Raison finale du faible effet potentiel de la vidéo : la migration, malgré tous ses dangers, est une stratégie installée de survie. En d'autres termes, ce n'est pas une vidéo émotionnelle de rap qui suffira à changer une pratique déjà ancrée assurant la survie de familles.

L'opinion générale en Europe sur les migrations est souvent que les jeunes Africains de l'Ouest sont déterminés à venir particulièrement en Europe. Mais ce n'est pas ce qu'il semble vu du côté des jeunes Africains de l'Ouest eux-mêmes. En divers endroits, en particulier en Afrique de l'Ouest, la migration est établie dans ce que Kleist appelle “une stratégie de moyens de subsistance”.

Pour beaucoup, la migration est considérée comme une stratégie normale pour trouver du travail, “que ce soit la migration interne vers d'autres endroits dans le pays, la migration vers des pays voisins – la forme la plus fréquente de migration, surtout en Afrique de l'Ouest – ou aller encore plus loin”, explique Kleist.
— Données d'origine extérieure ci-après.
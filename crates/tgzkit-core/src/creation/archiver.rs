//! Archive assembly: enumerates entries for a source and streams them
//! through the pipeline.

use std::fs;
use std::fs::File;
use std::io::Write;
use std::path::Path;
use tracing::debug;
use tracing::trace;

use crate::ArchiveConfig;
use crate::ArchiveError;
use crate::Result;
use crate::creation::header::HeaderPolicy;
use crate::creation::header::is_archivable;
use crate::creation::header::validate_entry_name;
use crate::creation::pipeline::StreamPipeline;
use crate::creation::source::ArchiveSource;
use crate::creation::walker::TreeWalker;
use crate::io::FanOutWriter;
use crate::types::EntryKind;

/// Builds gzip-compressed tar streams.
///
/// # Examples
///
/// ```
/// use sha2::Digest;
/// use std::io::Write;
/// use tgzkit_core::ArchiveConfig;
/// use tgzkit_core::Archiver;
/// use tgzkit_core::creation::ArchiveSource;
///
/// let archiver = Archiver::new(ArchiveConfig::default().with_compression_level(9));
/// let source = ArchiveSource::Buffer { data: b"payload", header: None };
///
/// let mut archive = Vec::new();
/// let mut digest = sha2::Sha256::new();
/// let sinks: [&mut dyn Write; 2] = [&mut archive, &mut digest];
/// let written = archiver.archive(&source, sinks)?;
///
/// assert_eq!(written, 7);
/// assert_eq!(digest.finalize().as_slice(), sha2::Sha256::digest(&archive).as_slice());
/// # Ok::<(), tgzkit_core::ArchiveError>(())
/// ```
#[derive(Debug, Clone, Default)]
pub struct Archiver {
    config: ArchiveConfig,
}

impl Archiver {
    /// Creates an archiver with the given configuration.
    #[must_use]
    pub fn new(config: ArchiveConfig) -> Self {
        Self { config }
    }

    /// Archives `source` into every sink in `sinks`.
    ///
    /// Returns the number of content bytes written, excluding tar and gzip
    /// framing.
    ///
    /// On error the stream is still closed (tar and gzip trailers written),
    /// so sinks hold a well-formed archive of the entries written before the
    /// failure. Discarding it is up to the caller.
    ///
    /// # Errors
    ///
    /// Returns an error if:
    /// - `sinks` is empty
    /// - the configuration is invalid
    /// - a buffer name override is empty, absolute or contains `..`
    ///   ([`ArchiveError::InvalidEntryName`]); nothing is written then
    /// - a source file cannot be read or a directory walk fails
    /// - any sink write fails
    pub fn archive<I, W>(&self, source: &ArchiveSource<'_>, sinks: I) -> Result<u64>
    where
        I: IntoIterator<Item = W>,
        W: Write,
    {
        self.config.validate()?;
        if let ArchiveSource::Buffer {
            header: Some(overrides),
            ..
        } = source
            && let Some(name) = &overrides.name
        {
            validate_entry_name(name)?;
        }
        let sink = FanOutWriter::new(sinks)?;
        debug!(sinks = sink.len(), "archive stream started");

        let mut pipeline = StreamPipeline::new(sink, self.config.compression());
        let policy = HeaderPolicy::new(source.header());

        let written = match source {
            ArchiveSource::Buffer { data, .. } => {
                let header = policy.resolve_buffer(data.len() as u64);
                pipeline.write_entry(&header, *data)?
            }
            ArchiveSource::SingleFile { path, .. } => {
                archive_file(&mut pipeline, &policy, path)?
            }
            ArchiveSource::DirectoryTree { root, .. } => {
                archive_tree(&mut pipeline, &policy, root)?
            }
        };

        pipeline.finish()?;
        debug!(bytes = written, "archive stream complete");
        Ok(written)
    }
}

fn archive_file<W: Write>(
    pipeline: &mut StreamPipeline<W>,
    policy: &HeaderPolicy<'_>,
    path: &Path,
) -> Result<u64> {
    let metadata = fs::metadata(path)?;
    if !is_archivable(&metadata) {
        debug!(path = %path.display(), "source is not a regular file, archive left empty");
        return Ok(0);
    }

    let base_name = path
        .file_name()
        .and_then(|name| name.to_str())
        .ok_or_else(|| ArchiveError::InvalidEntryName {
            path: path.to_path_buf(),
        })?;

    let header = policy.resolve_file(base_name.to_string(), metadata.len());
    let file = File::open(path)?;
    pipeline.write_entry(&header, file)
}

fn archive_tree<W: Write>(
    pipeline: &mut StreamPipeline<W>,
    policy: &HeaderPolicy<'_>,
    root: &Path,
) -> Result<u64> {
    let mut written = 0;

    for entry in TreeWalker::new(root).walk() {
        let entry = entry?;
        let header = policy.resolve_walked(entry.name, entry.kind, &entry.metadata);

        match entry.kind {
            EntryKind::Directory => {
                pipeline.write_entry(&header, std::io::empty())?;
            }
            EntryKind::Regular => {
                let file = File::open(&entry.path)?;
                written += pipeline.write_entry(&header, file)?;
            }
        }
    }

    trace!(root = %root.display(), bytes = written, "directory walk complete");
    Ok(written)
}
Ainsi, l'Europe n'est pas toujours la destination des migrants. Kleist écrit :

Souvent ces déplacements n'ont pas un endroit particulier pour destination finale. On peut arriver à mi-chemin et y rester quelque temps pour travailler et mettre un peu d'argent de côté. Puis on continue pour rester peut-être quelque temps à un autre endroit. Ou on peut se faire expulser du pays où on est arrivé. C'est plus un mouvement d'avancées et de reculs que les lignes évidentes vers l'Europe qu'on nous décrit souvent.
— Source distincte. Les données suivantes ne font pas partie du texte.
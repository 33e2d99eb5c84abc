//! Buffered copy with a reusable buffer.
//!
//! Extraction copies every regular-file entry through one [`CopyBuffer`]
//! owned by the extractor, instead of allocating a fresh buffer per entry.

use std::io::Read;
use std::io::Write;
use std::io::{self};

use crate::ArchiveError;

/// Buffer size for copy operations (64KB).
const COPY_BUFFER_SIZE: usize = 64 * 1024;

/// Reusable heap buffer for copying entry content.
///
/// # Examples
///
/// ```
/// use tgzkit_core::copy::CopyBuffer;
/// use tgzkit_core::copy::copy_with_buffer;
///
/// let mut buffer = CopyBuffer::new();
/// let mut input = &b"entry content"[..];
/// let mut output = Vec::new();
///
/// let copied = copy_with_buffer(&mut input, &mut output, &mut buffer)?;
/// assert_eq!(copied, 13);
/// # Ok::<(), tgzkit_core::ArchiveError>(())
/// ```
#[derive(Debug)]
pub struct CopyBuffer {
    buf: Box<[u8]>,
}

impl CopyBuffer {
    /// Creates a new zero-initialized copy buffer.
    #[must_use]
    pub fn new() -> Self {
        Self {
            buf: vec![0u8; COPY_BUFFER_SIZE].into_boxed_slice(),
        }
    }

    /// Returns the buffer size in bytes.
    #[inline]
    #[must_use]
    pub fn size(&self) -> usize {
        self.buf.len()
    }
}

impl Default for CopyBuffer {
    fn default() -> Self {
        Self::new()
    }
}

/// Copies data from reader to writer using the provided reusable buffer.
///
/// Returns the total number of bytes copied. Interrupted reads are retried.
///
/// # Errors
///
/// Returns [`ArchiveError::Io`] if reading from the source or writing to the
/// destination fails.
#[inline]
pub fn copy_with_buffer<R: Read, W: Write>(
    reader: &mut R,
    writer: &mut W,
    buffer: &mut CopyBuffer,
) -> Result<u64, ArchiveError> {
    let mut total: u64 = 0;

    loop {
        let bytes_read = match reader.read(&mut buffer.buf) {
            Ok(0) => break,
            Ok(n) => n,
            Err(e) if e.kind() == io::ErrorKind::Interrupted => continue,
            Err(e) => return Err(ArchiveError::Io(e)),
        };

        writer.write_all(&buffer.buf[..bytes_read])?;
        total += bytes_read as u64;
    }

    Ok(total)
}
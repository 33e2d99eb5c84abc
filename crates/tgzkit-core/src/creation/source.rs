//! What an archive operation packages.

use std::fs;
use std::path::Path;
use std::path::PathBuf;

use crate::Result;
use crate::creation::header::HeaderOverride;

/// Source of an archive operation.
///
/// Each variant selects its own header defaults, see
/// [`HeaderPolicy`](crate::creation::HeaderPolicy).
#[derive(Debug, Clone, PartialEq, Eq)]
pub enum ArchiveSource<'a> {
    /// One synthetic entry whose content is `data`.
    Buffer {
        /// Entry content.
        data: &'a [u8],
        /// Optional metadata override.
        header: Option<&'a HeaderOverride>,
    },

    /// One entry holding the contents of a single file.
    SingleFile {
        /// File to archive.
        path: PathBuf,
        /// Optional metadata override.
        header: Option<&'a HeaderOverride>,
    },

    /// Every subdirectory and regular file below `root`.
    DirectoryTree {
        /// Walk root. Not itself archived.
        root: PathBuf,
        /// Optional metadata override.
        header: Option<&'a HeaderOverride>,
    },
}

impl<'a> ArchiveSource<'a> {
    /// Picks `SingleFile` or `DirectoryTree` by inspecting `path`.
    ///
    /// Symlinks at `path` itself are followed.
    ///
    /// # Errors
    ///
    /// Returns the stat error unchanged if `path` does not exist or cannot be
    /// accessed.
    ///
    /// # Examples
    ///
    /// ```no_run
    /// use tgzkit_core::creation::ArchiveSource;
    ///
    /// let source = ArchiveSource::from_path("assets", None)?;
    /// assert!(matches!(source, ArchiveSource::DirectoryTree { .. }));
    /// # Ok::<(), tgzkit_core::ArchiveError>(())
    /// ```
    pub fn from_path<P: AsRef<Path>>(path: P, header: Option<&'a HeaderOverride>) -> Result<Self> {
        let path = path.as_ref();
        let metadata = fs::metadata(path)?;

        if metadata.is_dir() {
            Ok(Self::DirectoryTree {
                root: path.to_path_buf(),
                header,
            })
        } else {
            Ok(Self::SingleFile {
                path: path.to_path_buf(),
                header,
            })
        }
    }

    /// Returns the caller's header override, if any.
    #[must_use]
    pub fn header(&self) -> Option<&'a HeaderOverride> {
        match self {
            Self::Buffer { header, .. }
            | Self::SingleFile { header, .. }
            | Self::DirectoryTree { header, .. } => *header,
        }
    }
}
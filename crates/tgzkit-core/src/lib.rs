//! Build and unpack gzip-compressed tar streams.
//!
//! `tgzkit-core` packages a byte buffer, a single file, or a directory tree
//! into a `.tar.gz` stream and unpacks such streams into a directory tree.
//! Archive bytes can be fanned out to several sinks at once, for example a
//! file and a running SHA-256, so the archive is stored and digested in a
//! single pass.
//!
//! Only regular files and directories are archived or extracted; every other
//! entry kind is skipped by policy.
//!
//! # Examples
//!
//! ```no_run
//! use sha2::Digest;
//! use std::fs::File;
//! use std::io::Write;
//!
//! # fn main() -> Result<(), Box<dyn std::error::Error>> {
//! let mut file = File::create("assets.tgz")?;
//! let mut hasher = sha2::Sha256::new();
//! let sinks: [&mut dyn Write; 2] = [&mut file, &mut hasher];
//! tgzkit_core::archive_path("assets", None, sinks)?;
//! println!("sha256: {}", hex::encode(hasher.finalize()));
//!
//! tgzkit_core::extract("restored", File::open("assets.tgz")?)?;
//! # Ok(())
//! # }
//! ```

#![deny(unsafe_code)]
#![warn(missing_docs)]

pub mod api;
pub mod config;
pub mod copy;
pub mod creation;
pub mod error;
pub mod extraction;
pub mod io;
pub mod types;

#[cfg(test)]
pub(crate) mod test_utils;

// Re-export main API types
pub use api::archive_buffer;
pub use api::archive_path;
pub use api::extract;
pub use config::ArchiveConfig;
pub use creation::ArchiveSource;
pub use creation::Archiver;
pub use creation::HeaderOverride;
pub use error::ArchiveError;
pub use error::Result;
pub use extraction::Extractor;
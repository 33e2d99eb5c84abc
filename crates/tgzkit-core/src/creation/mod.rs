//! Archive creation.
//!
//! [`Archiver`] turns an [`ArchiveSource`] into a gzip-compressed tar stream
//! written through a [`StreamPipeline`] into one or more sinks. Entry
//! metadata comes from [`HeaderPolicy`]; directory sources are enumerated by
//! [`TreeWalker`].

pub mod archiver;
pub mod header;
pub mod pipeline;
pub mod source;
pub mod walker;

// Re-exports for public API
pub use archiver::Archiver;
pub use header::EntryHeader;
pub use header::HeaderOverride;
pub use header::HeaderPolicy;
pub use pipeline::StreamPipeline;
pub use source::ArchiveSource;
pub use walker::TreeWalker;
pub use walker::WalkedEntry;
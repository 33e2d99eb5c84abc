//! Error types for archive creation and extraction.

use std::path::PathBuf;
use thiserror::Error;

/// Result type alias using `ArchiveError`.
pub type Result<T> = std::result::Result<T, ArchiveError>;

/// Errors that can occur while building or unpacking an archive stream.
///
/// I/O failures from sources, sinks and the codecs are passed through
/// unchanged in [`ArchiveError::Io`] so callers can inspect the original
/// [`std::io::ErrorKind`].
#[derive(Error, Debug)]
pub enum ArchiveError {
    /// I/O operation failed.
    #[error("I/O error: {0}")]
    Io(#[from] std::io::Error),

    /// Directory traversal failed part way through a walk.
    #[error("walk error: {0}")]
    Walk(#[from] walkdir::Error),

    /// An archive operation was started without any sink to write to.
    #[error("at least one sink is required")]
    NoSinks,

    /// A name cannot be stored as an archive entry name: a walked path that
    /// is not valid UTF-8, or a buffer name that is not a non-empty relative
    /// path without `..`.
    #[error("invalid entry name: {path}")]
    InvalidEntryName {
        /// The offending path or name.
        path: PathBuf,
    },

    /// An archive entry name would resolve outside the extraction root.
    #[error("path traversal detected: {path}")]
    PathTraversal {
        /// The entry name as stored in the archive.
        path: PathBuf,
    },

    /// A source produced fewer bytes than its header declared.
    #[error("size mismatch for {name}: expected {expected} bytes, got {actual}")]
    SizeMismatch {
        /// Entry name.
        name: String,
        /// Size recorded in the entry header.
        expected: u64,
        /// Bytes actually read from the source.
        actual: u64,
    },

    /// Compression level outside the supported 1-9 range.
    #[error("invalid compression level {level}: must be 1-9")]
    InvalidCompressionLevel {
        /// The rejected level.
        level: u8,
    },
}

impl ArchiveError {
    /// Returns `true` if this error wraps an I/O error, either directly or
    /// through a failed directory walk.
    ///
    /// # Examples
    ///
    /// ```
    /// use tgzkit_core::ArchiveError;
    ///
    /// let err = ArchiveError::Io(std::io::Error::other("disk full"));
    /// assert!(err.is_io());
    ///
    /// assert!(!ArchiveError::NoSinks.is_io());
    /// ```
    #[must_use]
    pub fn is_io(&self) -> bool {
        self.io_error().is_some()
    }

    /// Returns the underlying I/O error, if any.
    ///
    /// Walk errors caused by a filesystem failure expose the same
    /// `std::io::Error` that the traversal encountered.
    #[must_use]
    pub fn io_error(&self) -> Option<&std::io::Error> {
        match self {
            Self::Io(err) => Some(err),
            Self::Walk(err) => err.io_error(),
            _ => None,
        }
    }
}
Sans emplois ou possibilités de revenus dans leurs communautés locales, partir en quête de meilleures perspectives est considéré comme la décision la plus responsable. Et surtout pour une personne jeune, le choix de partir est aussi celui de la dignité. “C'est l'espoir de pouvoir faire ce que fait l'adulte responsable : prendre en charge sa famille et soi-même. On attend souvent des jeunes qu'ils soutiennent leurs parents et d'autres membres de la famille”, dit Kleist.

Richter approuve : “Il s'agit d'améliorer la situation à la maison. Dans la jeunesse au Mali il y a un discours de faire quelque chose pour son pays. Il y a un doute fondamental que le système politique agisse pour la jeunesse”.
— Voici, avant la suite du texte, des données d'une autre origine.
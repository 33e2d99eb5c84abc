//! Writer that duplicates every write to a fixed set of destinations.

use std::io::Write;

use crate::ArchiveError;
use crate::Result;

/// A single write surface backed by one or more destinations.
///
/// Each call to [`write`](Write::write) writes the whole buffer to every
/// destination in order before returning. The first destination that fails
/// aborts the call with its error; destinations earlier in the list keep
/// what they already received.
///
/// Any `Write` works as a destination, including hash accumulators such as
/// `sha2::Sha256`, so an archive can be stored and digested without reading
/// it back.
///
/// # Examples
///
/// ```
/// use std::io::Write;
/// use tgzkit_core::io::FanOutWriter;
///
/// let mut first = Vec::new();
/// let mut second = Vec::new();
/// {
///     let mut writer = FanOutWriter::new([&mut first, &mut second])?;
///     writer.write_all(b"same bytes")?;
/// }
/// assert_eq!(first, second);
/// # Ok::<(), Box<dyn std::error::Error>>(())
/// ```
#[derive(Debug)]
pub struct FanOutWriter<W> {
    targets: Vec<W>,
}

impl<W: Write> FanOutWriter<W> {
    /// Creates a fan-out writer over the given destinations.
    ///
    /// # Errors
    ///
    /// Returns [`ArchiveError::NoSinks`] if `targets` is empty.
    pub fn new<I>(targets: I) -> Result<Self>
    where
        I: IntoIterator<Item = W>,
    {
        let targets: Vec<W> = targets.into_iter().collect();
        if targets.is_empty() {
            return Err(ArchiveError::NoSinks);
        }
        Ok(Self { targets })
    }

    /// Number of destinations.
    #[must_use]
    pub fn len(&self) -> usize {
        self.targets.len()
    }

    /// Always `false`; construction rejects an empty target set.
    #[must_use]
    pub fn is_empty(&self) -> bool {
        self.targets.is_empty()
    }

    /// Consumes the writer and returns the destinations in their original
    /// order.
    #[must_use]
    pub fn into_inner(self) -> Vec<W> {
        self.targets
    }
}

impl<W: Write> Write for FanOutWriter<W> {
    fn write(&mut self, buf: &[u8]) -> std::io::Result<usize> {
        for target in &mut self.targets {
            target.write_all(buf)?;
        }
        Ok(buf.len())
    }

    fn flush(&mut self) -> std::io::Result<()> {
        for target in &mut self.targets {
            target.flush()?;
        }
        Ok(())
    }
}
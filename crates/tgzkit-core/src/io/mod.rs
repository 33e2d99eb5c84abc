//! I/O adapters used by the stream pipeline.
//!
//! [`FanOutWriter`] duplicates every write across several sinks so an archive
//! can be persisted and digested in a single pass. [`CountingReader`] tracks
//! how many content bytes were pulled from an entry source.

pub mod counting;
pub mod fanout;

pub use counting::CountingReader;
pub use fanout::FanOutWriter;
//! Configuration for archive creation.

use crate::ArchiveError;
use crate::Result;

/// Configuration for archive creation operations.
///
/// Per-entry metadata is controlled separately through
/// [`HeaderOverride`](crate::creation::HeaderOverride); this struct holds the
/// settings that apply to the stream as a whole.
///
/// # Examples
///
/// ```
/// use tgzkit_core::ArchiveConfig;
///
/// let config = ArchiveConfig::default();
/// assert_eq!(config.compression_level, Some(6));
///
/// let fast = ArchiveConfig::default().with_compression_level(1);
/// assert!(fast.validate().is_ok());
/// ```
#[derive(Debug, Clone, PartialEq, Eq)]
pub struct ArchiveConfig {
    /// Gzip compression level (1-9).
    ///
    /// `None` uses the codec default.
    ///
    /// Default: `Some(6)` (balanced).
    pub compression_level: Option<u8>,
}

impl Default for ArchiveConfig {
    fn default() -> Self {
        Self {
            compression_level: Some(6),
        }
    }
}

impl ArchiveConfig {
    /// Creates a new `ArchiveConfig` with default settings.
    #[must_use]
    pub fn new() -> Self {
        Self::default()
    }

    /// Sets the compression level.
    ///
    /// # Panics
    ///
    /// Panics if the compression level is not in the range 1-9.
    /// Use `validate()` for non-panicking validation.
    #[must_use]
    pub fn with_compression_level(mut self, level: u8) -> Self {
        assert!((1..=9).contains(&level), "compression level must be 1-9");
        self.compression_level = Some(level);
        self
    }

    /// Validates the configuration.
    ///
    /// # Errors
    ///
    /// Returns an error if the compression level is set but not in range 1-9.
    pub fn validate(&self) -> Result<()> {
        if let Some(level) = self.compression_level
            && !(1..=9).contains(&level)
        {
            return Err(ArchiveError::InvalidCompressionLevel { level });
        }
        Ok(())
    }

    /// Returns the `flate2` compression setting for this configuration.
    pub(crate) fn compression(&self) -> flate2::Compression {
        self.compression_level
            .map_or_else(flate2::Compression::default, |level| {
                flate2::Compression::new(u32::from(level))
            })
    }
}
Pour faire ce qui est attendu d'eux et assumer les responsabilités de l'âge adulte, les jeunes cherchent l'espoir hors de leur pays. Tant que les situations de leurs pays ne changeront pas, les jeunes continueront à aller vers l'ailleurs, vers les “tounka”.

“Ça va aller” – qui le dit ?

Dans “Falé,” les jeunes Guinéens sont encouragés à rester au pays avec le message : “Ça va aller”. Mais à la lumière de ce qu'on vient d'exposer, qui peut garantir que la situation actuelle va s'améliorer ?

La vidéo, comme beaucoup d'autres campagnes de l'UE, se concentre exclusivement sur les dangers associés à la migration et reste vague sur les opportunités offertes aux jeunes chez eux. Le constat de Kleist : “Si on voulait insister sur le message qu'il faut rester au pays, il fallait montrer quelques-unes des opportunités trouvées sur place”.